ENTRIES PROVIDED:

//! Query functions for login codes and sessions.

use chrono::{DateTime, Utc};
use diesel::prelude::*;
use diesel::upsert::excluded;
use diesel_async::RunQueryDsl;

use crate::db::connection::DbConnection;
use crate::db::schema::{login_codes, sessions, users};
use crate::model::login::{LoginCode, Session};
use crate::model::user::User;

/// ## Summary
/// Stores a code, replacing any outstanding code for the same email.
///
/// ## Errors
/// Returns a database error if the upsert fails.
pub async fn put_code(conn: &mut DbConnection<'_>, code: &LoginCode) -> QueryResult<usize> {
    diesel::insert_into(login_codes::table)
        .values(code)
        .on_conflict(login_codes::email)
        .do_update()
        .set((
            login_codes::code_hash.eq(excluded(login_codes::code_hash)),
            login_codes::expires_at.eq(excluded(login_codes::expires_at)),
            login_codes::created_at.eq(excluded(login_codes::created_at)),
            login_codes::attempts.eq(0),
        ))
        .execute(conn)
        .await
}

/// ## Summary
/// Deletes the matching unexpired code and returns it. A single statement, so
/// two concurrent redemptions cannot both succeed. Codes that have used up
/// their attempts never match.
///
/// ## Errors
/// Returns a database error if the delete fails.
pub async fn consume_code(
    conn: &mut DbConnection<'_>,
    email: &str,
    code_hash: &str,
    now: DateTime<Utc>,
    max_attempts: i32,
) -> QueryResult<Option<LoginCode>> {
    diesel::delete(
        login_codes::table
            .filter(login_codes::email.eq(email))
            .filter(login_codes::code_hash.eq(code_hash))
            .filter(login_codes::expires_at.gt(now))
            .filter(login_codes::attempts.lt(max_attempts)),
    )
    .returning(LoginCode::as_returning())
    .get_result(conn)
    .await
    .optional()
}

/// ## Summary
/// Counts a wrong guess against the outstanding code for `email` and deletes
/// the code once `max_attempts` is reached. Returns the new attempt count, or
/// `None` if there was no live code.
///
/// ## Errors
/// Returns a database error if the update or delete fails.
pub async fn record_failed_attempt(
    conn: &mut DbConnection<'_>,
    email: &str,
    now: DateTime<Utc>,
    max_attempts: i32,
) -> QueryResult<Option<i32>> {
    let attempts: Option<i32> = diesel::update(
        login_codes::table
            .filter(login_codes::email.eq(email))
            .filter(login_codes::expires_at.gt(now)),
    )
    .set(login_codes::attempts.eq(login_codes::attempts + 1))
    .returning(login_codes::attempts)
    .get_result(conn)
    .await
    .optional()?;

    if attempts.is_some_and(|n| n >= max_attempts) {
        diesel::delete(login_codes::table.filter(login_codes::email.eq(email)))
            .execute(conn)
            .await?;
    }
    Ok(attempts)
}

/// ## Errors
/// Returns a database error if the insert fails.
pub async fn create_session(conn: &mut DbConnection<'_>, session: &Session) -> QueryResult<Session> {
    diesel::insert_into(sessions::table)
        .values(session)
        .returning(Session::as_returning())
        .get_result(conn)
        .await
}

/// ## Summary
/// Returns the owner of an unexpired session.
///
/// ## Errors
/// Returns a database error if the query fails.
pub async fn session_user(
    conn: &mut DbConnection<'_>,
    token_hash: &str,
    now: DateTime<Utc>,
) -> QueryResult<Option<User>> {
    sessions::table
        .inner_join(users::table)
        .filter(sessions::token_hash.eq(token_hash))
        .filter(sessions::expires_at.gt(now))
        .select(User::as_select())
        .get_result(conn)
        .await
        .optional()
}

/// ## Errors
/// Returns a database error if the delete fails.
pub async fn delete_session(conn: &mut DbConnection<'_>, token_hash: &str) -> QueryResult<usize> {
    diesel::delete(sessions::table.filter(sessions::token_hash.eq(token_hash)))
        .execute(conn)
        .await
}

/// ## Errors
/// Returns a database error if either delete fails.
pub async fn purge_expired(conn: &mut DbConnection<'_>, now: DateTime<Utc>) -> QueryResult<usize> {
    let codes = diesel::delete(login_codes::table.filter(login_codes::expires_at.le(now)))
        .execute(conn)
        .await?;
    let sessions = diesel::delete(sessions::table.filter(sessions::expires_at.le(now)))
        .execute(conn)
        .await?;
    Ok(codes + sessions)
}
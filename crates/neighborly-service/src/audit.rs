//! Best-effort audit trail.
//!
//! ## Summary
//! Administrative mutations and residence claims append one row each. Entries
//! are written after the data change has committed; a failed append is
//! logged at `error` and swallowed, so an audit outage never fails or rolls
//! back the operation that triggered it.

use std::sync::Arc;

use serde::Serialize;
use uuid::Uuid;

use neighborly_db::db::enums::AuditAction;
use neighborly_db::model::audit::NewAuditLogEntry;
use neighborly_db::store::prelude::*;

/// Builder for one audit row.
#[derive(Debug, Clone)]
pub struct AuditEntry {
    actor_id: Uuid,
    action: AuditAction,
    resource_type: &'static str,
    resource_id: String,
    before: Option<serde_json::Value>,
    after: Option<serde_json::Value>,
    details: String,
}

impl AuditEntry {
    #[must_use]
    pub fn new(
        actor_id: Uuid,
        action: AuditAction,
        resource_type: &'static str,
        resource_id: impl ToString,
    ) -> Self {
        Self {
            actor_id,
            action,
            resource_type,
            resource_id: resource_id.to_string(),
            before: None,
            after: None,
            details: String::new(),
        }
    }

    #[must_use]
    pub fn before(mut self, snapshot: &impl Serialize) -> Self {
        self.before = snapshot_of(snapshot);
        self
    }

    #[must_use]
    pub fn after(mut self, snapshot: &impl Serialize) -> Self {
        self.after = snapshot_of(snapshot);
        self
    }

    /// Free-form detail appended to the generated description.
    #[must_use]
    pub fn details(mut self, details: impl Into<String>) -> Self {
        self.details = details.into();
        self
    }

    /// "Claim residence: 12 Symor Dr"
    #[must_use]
    pub fn description(&self) -> String {
        describe(self.action, self.resource_type, &self.details)
    }

    fn into_row(self) -> NewAuditLogEntry {
        let description = self.description();
        NewAuditLogEntry {
            id: Uuid::now_v7(),
            actor_id: self.actor_id,
            action: self.action,
            resource_type: self.resource_type.to_string(),
            resource_id: self.resource_id,
            old_values: self.before,
            new_values: self.after,
            description,
        }
    }
}

fn snapshot_of(value: &impl Serialize) -> Option<serde_json::Value> {
    match serde_json::to_value(value) {
        Ok(value) => Some(value),
        Err(e) => {
            tracing::warn!(error = %e, "Failed to serialize audit snapshot");
            None
        }
    }
}

/// Capitalized action, resource type, then details.
#[must_use]
pub fn describe(action: AuditAction, resource_type: &str, details: &str) -> String {
    let action = action.as_str();
    let mut chars = action.chars();
    let action = chars.next().map_or_else(String::new, |first| {
        first.to_uppercase().chain(chars).collect()
    });
    let resource_type = resource_type.replace('_', " ");

    if details.is_empty() {
        format!("{action} {resource_type}")
    } else {
        format!("{action} {resource_type}: {details}")
    }
}

#[derive(Clone)]
pub struct AuditLogger {
    store: Arc<dyn Store>,
}

impl AuditLogger {
    #[must_use]
    pub fn new(store: Arc<dyn Store>) -> Self {
        Self { store }
    }

    /// Appends the entry. Never fails.
    #[tracing::instrument(skip(self, entry), fields(action = %entry.action, resource_type = entry.resource_type))]
    pub async fn record(&self, entry: AuditEntry) {
        let row = entry.into_row();
        let resource_id = row.resource_id.clone();

        if let Err(e) = self.store.append_audit(row).await {
            tracing::error!(error = %e, %resource_id, "Audit logging failed");
        }
    }
}
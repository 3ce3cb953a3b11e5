//! Query functions for the community board.

use diesel::prelude::*;
use diesel_async::RunQueryDsl;

use crate::db::connection::DbConnection;
use crate::db::enums::{CommunityItemKind, GiveawayStatus};
use crate::db::schema::{charitable_items, community_comments, giveaways, help_requests};
use crate::model::community::{
    CharitableItem, CommunityComment, Giveaway, HelpRequest, NewCharitableItem,
    NewCommunityComment, NewGiveaway, NewHelpRequest,
};

/// ## Summary
/// Returns a query for the comments on one posting, oldest first.
#[must_use]
pub fn comments_on(
    kind: CommunityItemKind,
    item_id: uuid::Uuid,
) -> community_comments::BoxedQuery<'static, diesel::pg::Pg, diesel::dsl::AsSelect<CommunityComment, diesel::pg::Pg>> {
    community_comments::table
        .select(CommunityComment::as_select())
        .filter(community_comments::item_type.eq(kind))
        .filter(community_comments::item_id.eq(item_id))
        .order_by(community_comments::created_at.asc())
        .into_boxed()
}

/// ## Errors
/// Returns a database error if the query fails.
pub async fn list_charitable(conn: &mut DbConnection<'_>) -> QueryResult<Vec<CharitableItem>> {
    charitable_items::table
        .select(CharitableItem::as_select())
        .order_by(charitable_items::created_at.desc())
        .load(conn)
        .await
}

/// ## Errors
/// Returns a database error if the query fails.
pub async fn get_charitable(
    conn: &mut DbConnection<'_>,
    id: uuid::Uuid,
) -> QueryResult<Option<CharitableItem>> {
    charitable_items::table
        .find(id)
        .select(CharitableItem::as_select())
        .get_result(conn)
        .await
        .optional()
}

/// ## Errors
/// Returns a database error if the insert fails.
pub async fn create_charitable(
    conn: &mut DbConnection<'_>,
    item: &NewCharitableItem,
) -> QueryResult<CharitableItem> {
    diesel::insert_into(charitable_items::table)
        .values(item)
        .returning(CharitableItem::as_returning())
        .get_result(conn)
        .await
}

/// ## Errors
/// Returns a database error if the query fails.
pub async fn list_giveaways(conn: &mut DbConnection<'_>) -> QueryResult<Vec<Giveaway>> {
    giveaways::table
        .select(Giveaway::as_select())
        .order_by(giveaways::created_at.desc())
        .load(conn)
        .await
}

/// ## Errors
/// Returns a database error if the query fails.
pub async fn get_giveaway(
    conn: &mut DbConnection<'_>,
    id: uuid::Uuid,
) -> QueryResult<Option<Giveaway>> {
    giveaways::table
        .find(id)
        .select(Giveaway::as_select())
        .get_result(conn)
        .await
        .optional()
}

/// ## Errors
/// Returns a database error if the insert fails.
pub async fn create_giveaway(
    conn: &mut DbConnection<'_>,
    giveaway: &NewGiveaway,
) -> QueryResult<Giveaway> {
    diesel::insert_into(giveaways::table)
        .values(giveaway)
        .returning(Giveaway::as_returning())
        .get_result(conn)
        .await
}

/// ## Summary
/// Claims a giveaway only while it is still available; the status check and
/// the write are one statement.
///
/// ## Errors
/// Returns a database error if the update fails.
pub async fn claim_giveaway(
    conn: &mut DbConnection<'_>,
    id: uuid::Uuid,
    user_id: uuid::Uuid,
) -> QueryResult<Option<Giveaway>> {
    diesel::update(
        giveaways::table
            .find(id)
            .filter(giveaways::status.eq(GiveawayStatus::Available)),
    )
    .set((
        giveaways::status.eq(GiveawayStatus::Claimed),
        giveaways::claimed_by.eq(Some(user_id)),
    ))
    .returning(Giveaway::as_returning())
    .get_result(conn)
    .await
    .optional()
}

/// ## Errors
/// Returns a database error if the query fails.
pub async fn list_help_requests(conn: &mut DbConnection<'_>) -> QueryResult<Vec<HelpRequest>> {
    help_requests::table
        .select(HelpRequest::as_select())
        .order_by(help_requests::created_at.desc())
        .load(conn)
        .await
}

/// ## Errors
/// Returns a database error if the query fails.
pub async fn get_help_request(
    conn: &mut DbConnection<'_>,
    id: uuid::Uuid,
) -> QueryResult<Option<HelpRequest>> {
    help_requests::table
        .find(id)
        .select(HelpRequest::as_select())
        .get_result(conn)
        .await
        .optional()
}

/// ## Errors
/// Returns a database error if the insert fails.
pub async fn create_help_request(
    conn: &mut DbConnection<'_>,
    request: &NewHelpRequest,
) -> QueryResult<HelpRequest> {
    diesel::insert_into(help_requests::table)
        .values(request)
        .returning(HelpRequest::as_returning())
        .get_result(conn)
        .await
}

/// ## Summary
/// Deletes all comments on one posting. Returns the number removed.
///
/// ## Errors
/// Returns a database error if the delete fails.
pub async fn delete_comments_on(
    conn: &mut DbConnection<'_>,
    kind: CommunityItemKind,
    item_id: uuid::Uuid,
) -> QueryResult<usize> {
    diesel::delete(
        community_comments::table
            .filter(community_comments::item_type.eq(kind))
            .filter(community_comments::item_id.eq(item_id)),
    )
    .execute(conn)
    .await
}

/// ## Summary
/// Deletes one posting of the given kind and returns it serialized.
///
/// ## Errors
/// Returns a database error if the delete fails.
pub async fn delete_item(
    conn: &mut DbConnection<'_>,
    kind: CommunityItemKind,
    id: uuid::Uuid,
) -> QueryResult<Option<serde_json::Value>> {
    let deleted = match kind {
        CommunityItemKind::Charitable => diesel::delete(charitable_items::table.find(id))
            .returning(CharitableItem::as_returning())
            .get_result(conn)
            .await
            .optional()?
            .map(serde_json::to_value),
        CommunityItemKind::Giveaway => diesel::delete(giveaways::table.find(id))
            .returning(Giveaway::as_returning())
            .get_result(conn)
            .await
            .optional()?
            .map(serde_json::to_value),
        CommunityItemKind::HelpRequest => diesel::delete(help_requests::table.find(id))
            .returning(HelpRequest::as_returning())
            .get_result(conn)
            .await
            .optional()?
            .map(serde_json::to_value),
    };

    deleted
        .transpose()
        .map_err(|e| diesel::result::Error::SerializationError(Box::new(e)))
}

/// ## Errors
/// Returns a database error if the insert fails.
pub async fn create_comment(
    conn: &mut DbConnection<'_>,
    comment: &NewCommunityComment,
) -> QueryResult<CommunityComment> {
    diesel::insert_into(community_comments::table)
        .values(comment)
        .returning(CommunityComment::as_returning())
        .get_result(conn)
        .await
}

/// ## Errors
/// Returns a database error if the query fails.
pub async fn count_giveaways(conn: &mut DbConnection<'_>) -> QueryResult<i64> {
    giveaways::table.count().get_result(conn).await
}

/// ## Errors
/// Returns a database error if the query fails.
pub async fn count_help_requests(conn: &mut DbConnection<'_>) -> QueryResult<i64> {
    help_requests::table.count().get_result(conn).await
}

AIM OF THE TASK: Lines above that have "None": copy each of them.

SOLUTION:
/// `None` if there was no live code.
            before: None,
            after: None,
            None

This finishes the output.